The Nando Peretti Foundation, backed with funding from the AECI (International Co-operation Spanish Agency), by the ECGO (Humanitarian Aid Office, European Commission) and private financial supporters and institutions such as the Barcelona Provincial Council, the Catalan Fund for Development and La Caixa Bank have been involved in improving water supply in the commune, particularly in the village of Madalaya and the surrounding villages of Tifé, Bougountinti, Mansadji, Diafan, Yahinane, Tamratinti, Bdiandiana, Gao and Diba. They have also instructed the local people to maintain the borehole pump and distribution system to obtain the best advantage of fresh water availability to provide for some 8000 people in the local area, including 1360 in Madalaya and rest in the surrounding villages. At present a yield of 40 m^{3} per day is supplied by 10 traditional wells, but the wells are shallow and the aquifers unfavorable, less than 20 m deep while the drill hole depths range between 43 and 80 m.

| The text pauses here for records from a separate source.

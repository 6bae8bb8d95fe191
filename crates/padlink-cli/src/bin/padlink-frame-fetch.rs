//! Receive ceremony frames over UDP until the decode completes.
//!
//! Stands in for the camera: datagrams arrive in arbitrary order, with
//! duplicates and gaps, and anything unreadable is ignored while the
//! decoder keeps collecting.

use std::net::UdpSocket;
use std::path::PathBuf;
use std::time::Duration;

use anyhow::{bail, Context, Result};
use clap::Parser;
use tracing::{debug, info, warn};
use tracing_subscriber::EnvFilter;

use padlink_cli::store;
use padlink_core::derive;
use padlink_core::fountain::FountainDecoder;
use padlink_core::pad::Pad;

#[derive(Parser)]
#[command(
    name = "padlink-frame-fetch",
    about = "Receive UDP frames and decode the ceremony"
)]
struct Args {
    /// Local bind address, e.g. 0.0.0.0:9500.
    #[arg(long)]
    bind: String,
    /// Where to write the recovered pad store.
    #[arg(long)]
    out: PathBuf,
    /// Passphrase matching the sender's, if one was used.
    #[arg(long)]
    passphrase: Option<String>,
    /// Give up after this long without any datagram.
    #[arg(long, default_value_t = 30_000)]
    idle_timeout_ms: u64,
}

fn main() -> Result<()> {
    tracing_subscriber::fmt()
        .with_env_filter(
            EnvFilter::try_from_default_env().unwrap_or_else(|_| EnvFilter::new("info")),
        )
        .with_writer(std::io::stderr)
        .init();

    let args = Args::parse();
    let socket = UdpSocket::bind(&args.bind)
        .with_context(|| format!("binding {}", args.bind))?;
    socket.set_read_timeout(Some(Duration::from_millis(args.idle_timeout_ms)))?;
    info!(bind = %args.bind, "waiting for frames");

    let mut decoder = FountainDecoder::new(args.passphrase.as_deref())?;
    let mut buffer = [0u8; 65_535];
    let mut last_progress = 0.0f64;

    loop {
        let received = match socket.recv(&mut buffer) {
            Ok(received) => received,
            Err(error)
                if error.kind() == std::io::ErrorKind::WouldBlock
                    || error.kind() == std::io::ErrorKind::TimedOut =>
            {
                bail!(
                    "no frames for {}ms with {}/{} blocks solved",
                    args.idle_timeout_ms,
                    (decoder.progress() * decoder.source_count() as f64).round() as usize,
                    decoder.source_count()
                );
            }
            Err(error) => return Err(error.into()),
        };

        match decoder.add_frame_bytes(&buffer[..received]) {
            Ok(true) => break,
            Ok(false) => {
                let progress = decoder.progress();
                if progress > last_progress {
                    last_progress = progress;
                    debug!(
                        solved_percent = (progress * 100.0) as u32,
                        frames = decoder.unique_frames_received(),
                        "progress"
                    );
                }
            }
            Err(error) => warn!(%error, "ignoring datagram"),
        }
    }

    let decoded = decoder.result()?;
    info!(
        frames_used = decoded.frames_used,
        relay = %decoded.metadata.relay_url,
        "decode complete"
    );

    let pad = Pad::from_bytes(decoded.pad_bytes.to_vec())?;
    store::save(&args.out, &pad)?;
    decoder.close();

    println!("conversation id: {}", derive::conversation_id(&pad));
    println!("mnemonic: {}", derive::generate_mnemonic(&pad).join(" "));
    println!("compare the mnemonic out loud before trusting this channel");
    Ok(())
}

However the variety of soils from gravelly or silty to sandy loam and sandy clay are suitable in many parts for agriculture. A number of plants inhabit the commune including gum, baobab, jujube, Kungo sira and other thorny species and the trees are plants are often used for firewood, lumber, and for medical purposes.

==Economy==
The economy is based on agriculture, harvesting and trade and crafts. The people of Tomora farm sorghum, maize, beans and cassava and rely on groundnuts as cash crops. They also grow vegetables such as onion, tomato, okra, eggplant, squash and peppers. Pastoral farming is particularly important, especially for food supply and saving money for household food bills. Shea butter, monkey bread, are also produced and are also intended primarily for consumption while the wine of palmyra and raffia is a source of income for people.

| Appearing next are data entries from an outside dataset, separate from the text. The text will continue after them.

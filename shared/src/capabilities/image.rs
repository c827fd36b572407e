use crux_core::capability::{Capability, CapabilityContext, Operation};
use serde::{Deserialize, Serialize};
use thiserror::Error;

/// Asks the shell for the bytes behind a file or clipboard blob it holds.
pub struct ImageReader<E> {
    context: CapabilityContext<ImageOperation, E>,
}

impl<E> Clone for ImageReader<E> {
    fn clone(&self) -> Self {
        Self {
            context: self.context.clone(),
        }
    }
}

impl<Ev> Capability<Ev> for ImageReader<Ev> {
    type Operation = ImageOperation;
    type MappedSelf<MappedEv> = ImageReader<MappedEv>;

    fn map_event<F, NewEv>(&self, f: F) -> Self::MappedSelf<NewEv>
    where
        F: Fn(NewEv) -> Ev + Send + Sync + 'static,
        Ev: 'static,
        NewEv: 'static + Send,
    {
        ImageReader::new(self.context.map_event(f))
    }
}

impl<E> ImageReader<E> {
    pub fn new(context: CapabilityContext<ImageOperation, E>) -> Self {
        Self { context }
    }
}

impl<E> ImageReader<E>
where
    E: Send + 'static,
{
    pub fn read<F>(&self, handle: BlobHandle, callback: F)
    where
        F: FnOnce(ImageReadResult) -> E + Send + 'static,
    {
        let context = self.context.clone();
        self.context.spawn(async move {
            let result = context
                .request_from_shell(ImageOperation::Read { handle })
                .await;
            context.update_app(callback(result));
        });
    }
}

/// Shell-side reference to a picked file or clipboard item.
#[derive(Debug, Clone, Serialize, Deserialize, PartialEq, Eq, Hash)]
pub struct BlobHandle(pub String);

impl BlobHandle {
    pub fn new(handle: impl Into<String>) -> Self {
        Self(handle.into())
    }

    pub fn as_str(&self) -> &str {
        &self.0
    }
}

#[derive(Debug, Clone, Serialize, Deserialize, PartialEq, Eq)]
pub enum ImageOperation {
    Read { handle: BlobHandle },
}

impl Operation for ImageOperation {
    type Output = ImageReadResult;
}

#[derive(Clone, Serialize, Deserialize, PartialEq, Eq)]
pub struct ImageBlob {
    /// As reported by the shell; may be empty.
    pub mime_type: String,
    #[serde(with = "serde_bytes")]
    pub bytes: Vec<u8>,
}

impl ImageBlob {
    pub fn new(mime_type: impl Into<String>, bytes: Vec<u8>) -> Self {
        Self {
            mime_type: mime_type.into(),
            bytes,
        }
    }
}

impl std::fmt::Debug for ImageBlob {
    fn fmt(&self, f: &mut std::fmt::Formatter<'_>) -> std::fmt::Result {
        f.debug_struct("ImageBlob")
            .field("mime_type", &self.mime_type)
            .field("len", &self.bytes.len())
            .finish()
    }
}

#[derive(Debug, Clone, Error, Serialize, Deserialize, PartialEq, Eq)]
pub enum ImageReadError {
    #[error("blob not found: {handle}")]
    NotFound { handle: String },

    #[error("blob could not be read: {reason}")]
    Unreadable { reason: String },

    #[error("read cancelled")]
    Cancelled,
}

pub type ImageReadResult = Result<ImageBlob, ImageReadError>;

Making mats and baskets is also a local custom and blacksmiths, shoemakers, potters and weavers are involved in this crafts sector. They sell their products at the weekly market in the main town of Oussoubidiagna.

==Religion==
In the 2000s, the commune has been subjects to visits by Christian missionaries. The United Bible Society in coordination with the Norwegian Protestant Mission are of major note in this respect and educated several villagers in the region in 2007 in English. On February 25, 2008 a United Bible Society/NPM convoy of seven vehicles left Bamako to travel to Oussoubidiagna under the guidance of Jacques Dembele, General Secretary of the Bible Society in Mali and their translation correspondent, Youssouf Dembele. Most of missionaries were Norwegian and affiliated with the Norwegian Protestant Mission.Hunters and musicians and dancing girls and horses turned the visit into a celebration which is a Khassonké custom at important events. The Bible Society had been responsible for spreading Christianity in the area by establishing the Khassonké New Testament, translated by those they had educated in English into the Khassonké.